Here, tickets are based on zones, not the type of transport. Everything, bus, subway, regional train, is covered by one system called DOT. You buy a ticket for the right zone (there’s an app for that), and for the duration of that ticket, you can hop on and off anything, go anywhere, even make a return trip if you’re quick enough. Boston and Seoul, by contrast, charge you per ride and per mode of transport. I have to admit, Copenhagen’s way feels a lot more customer-friendly.
My own first three days in Copenhagen were their own kind of mixed bag. I had this strange cocktail of feelings: loneliness at night, exhaustion from jetlag, nervousness about what the next three weeks would bring, and excitement for the unknown. Not quite good, not quite bad. Maybe I’ll need to invent a new word for it, like “melanchappy.”

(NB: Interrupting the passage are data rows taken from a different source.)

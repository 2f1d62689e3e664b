//! HTTP client and fallback capability traits.

use std::sync::Arc;

use async_trait::async_trait;
use bytes::Bytes;

use crate::{Error, Request, RequestOptions, Response, Result};

/// Direct-execution HTTP client capability.
///
/// This is the transport seam: implementations perform the actual network
/// call. The trait is object-safe so resolved clients, load-balancing
/// decorators, and test doubles can all be carried as [`SharedHttpClient`].
#[async_trait]
pub trait HttpClient: Send + Sync {
    /// Execute an HTTP request and return the buffered response.
    ///
    /// # Errors
    ///
    /// Returns an error if the request fails for any reason: network errors,
    /// TLS errors, timeouts, or an invalid request.
    async fn execute(
        &self,
        request: Request<Bytes>,
        options: &RequestOptions,
    ) -> Result<Response<Bytes>>;
}

/// Shared handle to an [`HttpClient`].
pub type SharedHttpClient = Arc<dyn HttpClient>;

/// Concrete fallback for a service: answers in place of the remote when a
/// call finally fails.
///
/// A descriptor naming a fallback must point at a registered implementation,
/// validated eagerly at build time. The resolved client invokes it after
/// retries are exhausted.
pub trait Fallback: Send + Sync {
    /// Produce a substitute response for a failed call.
    fn handle(&self, target: &str, error: Error) -> Result<Response<Bytes>>;
}

/// Shared handle to a [`Fallback`].
pub type SharedFallback = Arc<dyn Fallback>;

/// Produces per-service fallbacks.
pub trait FallbackFactory: Send + Sync {
    /// Create a fallback for the named service.
    fn create(&self, service_name: &str) -> SharedFallback;
}

/// Shared handle to a [`FallbackFactory`].
pub type SharedFallbackFactory = Arc<dyn FallbackFactory>;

One night, I sat at a wine bar and struck up a conversation with a woman from Iceland. She was spending the summer here. She’s also done similar long-term living in Rome and Paris in past years. Her four daughters are grown, and sometimes join her for part of the trip. She told me that in Iceland, the standard workweek is 30 hours, six hours a day. I asked if that was just her company’s policy. She said no, it’s national. I said, “Then you must all be incredibly productive.” She said, “We are.”
The bikes here deserve their own chapter. Everyone rides, not just fitness fanatics, but people in suits, skirts, or hauling kids. There are wide, dedicated bike lanes everywhere, and you quickly learn as a pedestrian to look both ways twice. Many bikes have a big cargo box in front — the Copenhagen equivalent of a minivan.
I’ve tried using bits of Danish in shops and cafés, but everyone switches to English immediately. Danes are famously among the best non-native English speakers in the world, and honestly, most of them speak it better than the average American.
Working based on US Eastern hours actually fits nicely. My mornings are free, and my first call is at 2 p.m. local time. The latest I’ve worked here was until 10 p.m., but it still feels balanced. In between, I found an incredible little wine shop that sells only Austrian wines. The owner fell in love with Austrian wine on a ski trip, met a famous winemaker, Loimer, there, and started importing. Their selection here is bigger than anything I’ve seen in Massachusetts or even online in the US.
Socially, it’s been quiet. Aside from the wine-bar conversation and my chats with the Austrian wine shop owner, most of my interactions have been purely transactional. But working in the afternoons and evenings has given me structure and kept me connected.
Prices here take some getting used to:
Subway ride (city center zone2): about $3.70
Drip coffee: ~$5–$9
Tap water at a restaurant: $4.50 (yes, for water)
Tip: $0
Foreign credit card fee: around 5% if you choose USD instead of DKK (always choose DKK).